MENIFEE -- A gold wedding band hung from a necklace around Maria Gadsden's neck as she sat in the living room of her Menifee home on Tuesday with her 3-year-old daughter, Kelly, on her lap.
The ring belonged to her husband, Richard Bruce. Having it around her neck has been the only closure she has felt since learning that Bruce was killed in Iraq last week. He was 49.
"I just feel more at peace now," said Gadsden, 39. "It was just our symbol of being together."
Bruce, a former Navy SEAL, was working as a contract security guard for Blackwater USA, a North Carolina-based security consulting firm that has several hundred workers in Iraq, under contract to the U.S. government and various private companies. Company officials informed Gadsden last Thursday that her husband was killed when a speeding vehicle he was traveling in hit a ditch and rolled over.
The incident marks yet another casualty among civilian security contractors working in Iraq. Four Blackwater employees were killed last weekend when their convoy was ambushed on its way to the airport. Four other Blackwater workers were killed and mutilated in Fallujah on March 31.
Hundreds of former military personnel have gone to work for Blackwater in Iraq and are paid lucrative wages for the dangerous work. But Gadsden said the $600 a day contract her husband got wasn't the driving force behind his decision.
"He was just an adventurous kind of guy," Gadsden said. "He had been talking about doing these kinds of things for a long time."
Gadsden met Bruce in 1982 at the Naval Amphibious base in Coronado. She was serving food there and he was training to become a SEAL, the commando arm of the Navy, she said.
"That was his attraction," Gadsden said. "He was a warrior."
After leaving the Navy in 1987, Bruce became a deputy with the Los Angeles County Sheriff's Department. The couple married in 1999, but separated two years later.
Bruce left the sheriff's department in 2001 to start a hunting and fishing company in Alaska. Although they kept in touch, the couple remained separated and Gadsden continued her career as a child development teacher at Mt. San Jacinto College. She also pursued graduate studies.
Meanwhile, Bruce ran his company in Alaska, but also began searching for contract work to do abroad. Gadsden said he applied for work in Liberia and Colombia, but those opportunities fell through. So when he was offered a security job in Kuwait this year, he took it.
"I didn't want him to go, but I knew he had to do this," Gadsden said.
While there, Bruce ran into some fellow former SEALs who managed to land him a more risky job with Blackwater in Iraq -- something Gadsden said her husband wanted.
"He actually wanted more dangerous work than that," Gadsden said. "This would help him get established."
The couple rekindled their relationship prior to his leaving and had plans to go on vacation together in August, when Bruce would get a break from his work in Iraq. But those hopes were dashed forever last Thursday when Gadsden got a knock on her door early Thursday morning from a Blackwater representative, dressed in a suit.

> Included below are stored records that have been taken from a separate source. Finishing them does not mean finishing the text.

//! The assembled vertex-site incidence index.
//!
//! Four parallel columns keyed by dense local vertex number: global
//! identifier, coordinates, generating site triple. The inverse map hangs
//! off the side as one ascending local-number list per site. Both
//! directions come out of a single resolution pass, and
//! [`DebugInvariants`] can prove they still agree.

use itertools::izip;

use crate::debug_invariants::DebugInvariants;
use crate::diagram::point::{SiteId, VertexId};
use crate::incidence_error::IncidenceError;

/// Bidirectional incidence between interior Voronoi vertices and their
/// generating sites.
///
/// Forward: local vertex `k` maps to the ascending triple of sites
/// equidistant from it. Inverse: each site maps to the ascending local
/// numbers of the interior vertices on its region boundary. Every kept
/// vertex appears in exactly the 3 lists its triple names.
///
/// Values deserialized from untrusted data are not revalidated on the way
/// in; run [`DebugInvariants::validate_invariants`] on them if that
/// matters.
#[derive(Clone, Debug, Default, PartialEq, serde::Serialize, serde::Deserialize)]
pub struct IncidenceIndex {
    interior: Vec<VertexId>,
    positions: Vec<[f64; 2]>,
    site_triples: Vec<[SiteId; 3]>,
    generated: Vec<Vec<u32>>,
}

/// One interior vertex with everything the index knows about it.
#[derive(Clone, Copy, Debug, PartialEq)]
pub struct InteriorVertexView {
    /// Dense 0-based position in the index.
    pub local: u32,
    /// 1-based identifier in the original vertex array.
    pub vertex: VertexId,
    /// Coordinates.
    pub position: [f64; 2],
    /// Ascending generating site triple.
    pub sites: [SiteId; 3],
}

impl IncidenceIndex {
    /// Assembles an index from resolver output. Columns must already run in
    /// parallel and satisfy the incidence invariants; construction does not
    /// check them (the builder follows up with
    /// [`DebugInvariants::debug_assert_invariants`]).
    pub(crate) fn from_parts(
        interior: Vec<VertexId>,
        positions: Vec<[f64; 2]>,
        site_triples: Vec<[SiteId; 3]>,
        generated: Vec<Vec<u32>>,
    ) -> Self {
        Self {
            interior,
            positions,
            site_triples,
            generated,
        }
    }

    /// Number of kept interior vertices.
    #[inline]
    pub fn num_interior(&self) -> usize {
        self.interior.len()
    }

    /// Number of sites the index was built over.
    #[inline]
    pub fn num_sites(&self) -> usize {
        self.generated.len()
    }

    /// True if no vertex survived filtering and resolution.
    #[inline]
    pub fn is_empty(&self) -> bool {
        self.interior.is_empty()
    }

    /// Global identifiers of the kept vertices, ascending, indexed by local
    /// number.
    #[inline]
    pub fn interior_vertices(&self) -> &[VertexId] {
        &self.interior
    }

    /// Coordinates of the kept vertices, indexed by local number.
    #[inline]
    pub fn positions(&self) -> &[[f64; 2]] {
        &self.positions
    }

    /// Coordinates of local vertex `local`, or `None` if out of range.
    #[inline]
    pub fn position(&self, local: u32) -> Option<[f64; 2]> {
        self.positions.get(local as usize).copied()
    }

    /// Ascending site triples, indexed by local number.
    #[inline]
    pub fn site_triples(&self) -> &[[SiteId; 3]] {
        &self.site_triples
    }

    /// Generating sites of local vertex `local`, or `None` if out of range.
    #[inline]
    pub fn sites_of(&self, local: u32) -> Option<&[SiteId; 3]> {
        self.site_triples.get(local as usize)
    }

    /// Global identifier of local vertex `local`, or `None` if out of range.
    #[inline]
    pub fn vertex_of(&self, local: u32) -> Option<VertexId> {
        self.interior.get(local as usize).copied()
    }

    /// Local number of global vertex `vertex`, or `None` if it was filtered
    /// out. O(log n) over the ascending interior column.
    pub fn local_of(&self, vertex: VertexId) -> Option<u32> {
        self.interior.binary_search(&vertex).ok().map(|k| k as u32)
    }

    /// Per-site ascending local-number lists, indexed by 0-based site
    /// position.
    #[inline]
    pub fn generated(&self) -> &[Vec<u32>] {
        &self.generated
    }

    /// Local numbers of the interior vertices `site` generates, or `None`
    /// if the site is out of range. Sites whose regions kept no vertex get
    /// an empty slice, not `None`.
    #[inline]
    pub fn vertices_of(&self, site: SiteId) -> Option<&[u32]> {
        self.generated.get(site.index()).map(Vec::as_slice)
    }

    /// Iterator over the kept vertices in local order.
    pub fn iter(&self) -> impl Iterator<Item = InteriorVertexView> + '_ {
        izip!(&self.interior, &self.positions, &self.site_triples)
            .enumerate()
            .map(|(k, (&vertex, &position, &sites))| InteriorVertexView {
                local: k as u32,
                vertex,
                position,
                sites,
            })
    }
}

impl DebugInvariants for IncidenceIndex {
    fn debug_assert_invariants(&self) {
        crate::debug_invariants!(self.validate_invariants(), "IncidenceIndex");
    }

    fn validate_invariants(&self) -> Result<(), IncidenceError> {
        if self.interior.len() != self.positions.len()
            || self.interior.len() != self.site_triples.len()
        {
            return Err(IncidenceError::TableShapeMismatch {
                interior: self.interior.len(),
                positions: self.positions.len(),
                triples: self.site_triples.len(),
            });
        }
        // local_of binary-searches this column.
        if let Some(k) = self.interior.windows(2).position(|w| w[0] >= w[1]) {
            return Err(IncidenceError::UnsortedInterior {
                position: k as u32 + 1,
            });
        }
        for (k, triple) in self.site_triples.iter().enumerate() {
            if !(triple[0] < triple[1] && triple[1] < triple[2]) {
                return Err(IncidenceError::UnsortedTriple { local: k as u32 });
            }
        }
        for (i, locals) in self.generated.iter().enumerate() {
            let site = SiteId::from_index(i);
            if !locals.windows(2).all(|w| w[0] < w[1]) {
                return Err(IncidenceError::UnsortedGenerated { site });
            }
            for &local in locals {
                if local as usize >= self.interior.len() {
                    return Err(IncidenceError::LocalOutOfRange {
                        site,
                        local,
                        interior: self.interior.len(),
                    });
                }
                if !self.site_triples[local as usize].contains(&site) {
                    return Err(IncidenceError::IncidenceMismatch { site, local });
                }
            }
        }
        for (k, triple) in self.site_triples.iter().enumerate() {
            let local = k as u32;
            for &site in triple {
                // Ascending order was just verified, so binary search is
                // sound here.
                let listed = self
                    .generated
                    .get(site.index())
                    .is_some_and(|locals| locals.binary_search(&local).is_ok());
                if !listed {
                    return Err(IncidenceError::IncidenceMismatch { site, local });
                }
            }
        }
        Ok(())
    }
}
//! Dense scan-friendly layouts derived from the input diagram.

pub mod membership;

pub use membership::{MembershipTable, SENTINEL};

Gadsden said the company had little information for her regarding the death. She just got a call Tuesday that his body would be arriving at LAX from Kuwait today. Blackwater officials could not be reached for comment this week.
Gadsden managed to recover his wedding band out of a suitcase that he had mailed from Iraq a month ago.
Deputy Marcelo Sampedro worked with Bruce at the sheriff's department and the two have stayed good friends. Reached by phone Tuesday, Sampedro said Bruce called him from a satellite phone in Baghdad a week before his death.
"Rich said it was intense over there," Sampedro said. "For Rich to say that, you know it was intense."
Sampedro got the call Monday while he was on patrol that his friend had been killed. He said his friend was a "down to Earth" guy who used to teach boxing to at-risk youth to get them off the streets.
"He was like a brother to me," Sampedro said. "I admired him and looked up to him for all the things that he had done."
Gadsden said she has already been visited by former SEALs and friends of her husband this week. She is planning to hold a formal burial ceremony at Riverside National Cemetery so that the couple's daughter can "know something" about her father.
"I want her to know him as a man who was loved by many people, who had a great sense of humor and would have done anything to protect his country," she said.